◆ Activity ◆
Look through the records below and give the number of lines holding the string "async", nothing more.

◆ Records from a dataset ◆
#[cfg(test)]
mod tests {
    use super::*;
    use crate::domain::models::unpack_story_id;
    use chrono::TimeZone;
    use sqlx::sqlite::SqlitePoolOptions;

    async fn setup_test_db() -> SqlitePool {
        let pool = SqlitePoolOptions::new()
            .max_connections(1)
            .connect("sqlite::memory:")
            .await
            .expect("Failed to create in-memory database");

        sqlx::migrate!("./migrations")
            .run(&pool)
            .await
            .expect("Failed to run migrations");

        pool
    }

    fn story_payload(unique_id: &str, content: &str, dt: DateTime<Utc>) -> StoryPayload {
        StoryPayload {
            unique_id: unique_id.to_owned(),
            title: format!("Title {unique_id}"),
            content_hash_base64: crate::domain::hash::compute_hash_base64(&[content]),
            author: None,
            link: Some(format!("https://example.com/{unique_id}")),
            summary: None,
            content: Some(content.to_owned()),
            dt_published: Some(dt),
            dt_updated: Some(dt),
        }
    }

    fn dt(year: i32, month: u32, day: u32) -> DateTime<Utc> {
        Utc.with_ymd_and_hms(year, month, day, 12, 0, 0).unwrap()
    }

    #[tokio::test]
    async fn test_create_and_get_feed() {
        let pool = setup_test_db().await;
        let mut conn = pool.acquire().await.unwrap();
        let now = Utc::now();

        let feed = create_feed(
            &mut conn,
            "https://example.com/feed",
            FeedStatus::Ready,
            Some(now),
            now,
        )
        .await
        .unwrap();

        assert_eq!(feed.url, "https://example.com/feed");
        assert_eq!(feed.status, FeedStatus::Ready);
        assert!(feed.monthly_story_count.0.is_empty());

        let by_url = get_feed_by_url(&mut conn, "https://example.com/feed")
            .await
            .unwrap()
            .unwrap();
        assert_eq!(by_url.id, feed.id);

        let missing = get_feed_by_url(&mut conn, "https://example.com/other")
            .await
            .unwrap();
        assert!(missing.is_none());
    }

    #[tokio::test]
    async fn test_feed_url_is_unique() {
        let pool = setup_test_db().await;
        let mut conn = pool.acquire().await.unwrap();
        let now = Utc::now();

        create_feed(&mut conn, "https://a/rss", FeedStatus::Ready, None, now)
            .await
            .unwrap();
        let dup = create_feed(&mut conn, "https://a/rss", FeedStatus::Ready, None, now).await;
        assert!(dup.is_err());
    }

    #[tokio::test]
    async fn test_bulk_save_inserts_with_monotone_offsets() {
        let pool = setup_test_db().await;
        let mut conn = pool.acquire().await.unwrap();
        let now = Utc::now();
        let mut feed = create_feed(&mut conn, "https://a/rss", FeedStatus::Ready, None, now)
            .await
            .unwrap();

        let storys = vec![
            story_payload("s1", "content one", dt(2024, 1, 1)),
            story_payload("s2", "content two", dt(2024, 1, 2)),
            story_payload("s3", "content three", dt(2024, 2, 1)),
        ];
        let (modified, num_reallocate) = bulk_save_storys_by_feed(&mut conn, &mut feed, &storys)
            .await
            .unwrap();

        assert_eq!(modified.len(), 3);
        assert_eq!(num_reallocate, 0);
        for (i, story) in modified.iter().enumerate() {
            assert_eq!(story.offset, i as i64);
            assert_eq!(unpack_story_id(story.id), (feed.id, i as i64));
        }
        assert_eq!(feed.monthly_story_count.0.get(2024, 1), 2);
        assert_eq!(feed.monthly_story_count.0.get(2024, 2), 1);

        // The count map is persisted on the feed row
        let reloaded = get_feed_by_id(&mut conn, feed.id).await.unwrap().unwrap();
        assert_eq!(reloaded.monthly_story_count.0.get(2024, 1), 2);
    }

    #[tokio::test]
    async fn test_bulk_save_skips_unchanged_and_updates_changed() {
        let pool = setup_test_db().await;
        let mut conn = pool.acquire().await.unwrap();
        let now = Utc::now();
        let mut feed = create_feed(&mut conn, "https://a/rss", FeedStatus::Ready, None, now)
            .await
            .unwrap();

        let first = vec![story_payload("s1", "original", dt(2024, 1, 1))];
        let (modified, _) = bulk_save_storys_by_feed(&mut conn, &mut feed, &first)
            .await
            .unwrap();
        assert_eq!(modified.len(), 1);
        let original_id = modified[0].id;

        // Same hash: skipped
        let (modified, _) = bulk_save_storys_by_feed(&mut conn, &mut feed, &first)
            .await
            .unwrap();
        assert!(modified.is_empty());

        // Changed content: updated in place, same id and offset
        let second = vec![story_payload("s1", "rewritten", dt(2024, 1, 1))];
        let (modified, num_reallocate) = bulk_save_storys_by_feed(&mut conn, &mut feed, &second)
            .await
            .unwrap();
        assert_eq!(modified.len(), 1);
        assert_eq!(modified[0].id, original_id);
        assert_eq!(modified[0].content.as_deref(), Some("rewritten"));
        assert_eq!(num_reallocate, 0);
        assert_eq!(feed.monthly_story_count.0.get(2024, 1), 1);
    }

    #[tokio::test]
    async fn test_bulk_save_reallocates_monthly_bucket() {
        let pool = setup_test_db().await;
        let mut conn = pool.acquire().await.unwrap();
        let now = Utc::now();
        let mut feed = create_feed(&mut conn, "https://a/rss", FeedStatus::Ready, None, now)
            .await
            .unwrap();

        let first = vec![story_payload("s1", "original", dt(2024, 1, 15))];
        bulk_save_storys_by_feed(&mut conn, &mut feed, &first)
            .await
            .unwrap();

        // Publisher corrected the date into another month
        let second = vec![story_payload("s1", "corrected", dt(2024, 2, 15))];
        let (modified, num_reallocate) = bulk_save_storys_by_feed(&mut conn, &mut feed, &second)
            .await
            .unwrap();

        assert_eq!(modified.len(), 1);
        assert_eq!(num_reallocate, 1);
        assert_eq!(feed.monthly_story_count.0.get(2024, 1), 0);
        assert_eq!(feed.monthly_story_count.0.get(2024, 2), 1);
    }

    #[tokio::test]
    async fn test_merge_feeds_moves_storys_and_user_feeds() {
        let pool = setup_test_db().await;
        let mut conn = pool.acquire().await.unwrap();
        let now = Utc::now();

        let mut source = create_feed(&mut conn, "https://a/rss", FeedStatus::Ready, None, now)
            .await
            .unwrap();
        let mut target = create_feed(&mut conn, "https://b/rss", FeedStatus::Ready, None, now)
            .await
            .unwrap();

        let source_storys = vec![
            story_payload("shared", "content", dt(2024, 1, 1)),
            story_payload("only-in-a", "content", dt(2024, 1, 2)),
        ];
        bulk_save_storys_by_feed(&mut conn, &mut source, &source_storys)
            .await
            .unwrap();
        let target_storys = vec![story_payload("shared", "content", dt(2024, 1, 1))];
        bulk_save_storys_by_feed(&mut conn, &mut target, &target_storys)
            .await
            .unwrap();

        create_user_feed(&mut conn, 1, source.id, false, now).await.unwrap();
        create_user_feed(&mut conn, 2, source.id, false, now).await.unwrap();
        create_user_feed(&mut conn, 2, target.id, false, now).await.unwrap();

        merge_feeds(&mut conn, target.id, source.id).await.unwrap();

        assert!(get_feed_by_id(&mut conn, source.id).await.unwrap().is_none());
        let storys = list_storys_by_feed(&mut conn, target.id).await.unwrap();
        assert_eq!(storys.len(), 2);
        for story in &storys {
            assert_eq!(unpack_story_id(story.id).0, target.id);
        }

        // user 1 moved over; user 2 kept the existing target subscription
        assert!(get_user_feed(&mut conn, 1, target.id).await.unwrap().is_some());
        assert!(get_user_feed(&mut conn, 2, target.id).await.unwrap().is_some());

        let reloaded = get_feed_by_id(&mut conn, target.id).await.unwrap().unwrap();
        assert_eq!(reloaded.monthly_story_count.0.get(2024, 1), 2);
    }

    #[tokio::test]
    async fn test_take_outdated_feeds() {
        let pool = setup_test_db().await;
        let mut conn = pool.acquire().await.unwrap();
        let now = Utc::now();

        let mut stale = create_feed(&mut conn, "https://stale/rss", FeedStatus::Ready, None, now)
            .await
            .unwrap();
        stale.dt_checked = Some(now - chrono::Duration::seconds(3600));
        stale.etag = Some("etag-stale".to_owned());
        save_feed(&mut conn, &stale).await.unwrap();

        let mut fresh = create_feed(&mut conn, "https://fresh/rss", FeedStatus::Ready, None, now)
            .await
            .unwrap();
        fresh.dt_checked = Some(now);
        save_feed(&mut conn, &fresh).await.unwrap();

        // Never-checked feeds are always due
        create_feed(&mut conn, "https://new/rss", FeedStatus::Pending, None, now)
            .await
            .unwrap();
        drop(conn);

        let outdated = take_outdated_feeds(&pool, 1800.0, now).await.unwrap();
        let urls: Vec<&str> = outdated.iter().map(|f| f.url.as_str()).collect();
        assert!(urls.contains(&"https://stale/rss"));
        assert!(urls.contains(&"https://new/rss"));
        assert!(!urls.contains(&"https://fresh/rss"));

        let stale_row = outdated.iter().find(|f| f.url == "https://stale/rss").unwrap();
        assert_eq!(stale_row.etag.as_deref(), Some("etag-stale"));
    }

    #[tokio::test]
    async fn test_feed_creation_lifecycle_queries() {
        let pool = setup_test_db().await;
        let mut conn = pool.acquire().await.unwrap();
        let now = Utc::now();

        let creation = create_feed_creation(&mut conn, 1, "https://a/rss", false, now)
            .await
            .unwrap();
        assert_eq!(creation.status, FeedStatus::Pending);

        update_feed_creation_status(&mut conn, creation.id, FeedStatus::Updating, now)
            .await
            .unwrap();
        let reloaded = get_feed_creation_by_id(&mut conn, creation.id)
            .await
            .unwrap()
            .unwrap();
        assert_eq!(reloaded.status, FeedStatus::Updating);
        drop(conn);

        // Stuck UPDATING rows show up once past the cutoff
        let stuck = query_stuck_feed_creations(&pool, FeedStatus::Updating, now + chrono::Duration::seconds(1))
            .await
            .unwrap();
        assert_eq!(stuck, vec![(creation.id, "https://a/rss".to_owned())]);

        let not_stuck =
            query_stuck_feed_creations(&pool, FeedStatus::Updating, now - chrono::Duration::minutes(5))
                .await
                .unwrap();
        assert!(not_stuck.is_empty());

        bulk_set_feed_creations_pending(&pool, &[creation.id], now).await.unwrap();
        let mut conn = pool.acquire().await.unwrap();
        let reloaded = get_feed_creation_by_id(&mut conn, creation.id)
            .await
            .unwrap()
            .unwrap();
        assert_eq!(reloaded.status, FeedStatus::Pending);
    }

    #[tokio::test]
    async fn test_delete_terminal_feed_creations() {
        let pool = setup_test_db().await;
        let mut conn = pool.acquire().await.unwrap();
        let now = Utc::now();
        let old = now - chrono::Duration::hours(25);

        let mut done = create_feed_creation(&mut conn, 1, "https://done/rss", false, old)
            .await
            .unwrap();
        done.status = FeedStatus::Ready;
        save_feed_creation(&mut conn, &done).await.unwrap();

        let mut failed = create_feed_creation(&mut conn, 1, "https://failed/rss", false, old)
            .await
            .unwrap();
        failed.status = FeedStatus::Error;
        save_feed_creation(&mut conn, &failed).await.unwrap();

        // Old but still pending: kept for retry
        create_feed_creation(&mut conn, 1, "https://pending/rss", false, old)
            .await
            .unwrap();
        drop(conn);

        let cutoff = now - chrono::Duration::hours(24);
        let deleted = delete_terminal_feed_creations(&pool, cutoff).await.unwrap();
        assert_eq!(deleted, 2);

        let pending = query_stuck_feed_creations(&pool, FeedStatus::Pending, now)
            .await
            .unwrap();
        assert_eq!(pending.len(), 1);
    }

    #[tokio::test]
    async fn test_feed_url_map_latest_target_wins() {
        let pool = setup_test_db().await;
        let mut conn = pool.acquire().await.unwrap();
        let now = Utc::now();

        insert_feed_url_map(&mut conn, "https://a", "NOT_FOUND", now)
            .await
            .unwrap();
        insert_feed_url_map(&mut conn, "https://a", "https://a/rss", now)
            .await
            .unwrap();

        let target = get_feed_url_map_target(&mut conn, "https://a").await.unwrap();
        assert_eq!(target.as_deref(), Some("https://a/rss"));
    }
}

◆ Exercise solution ◆
11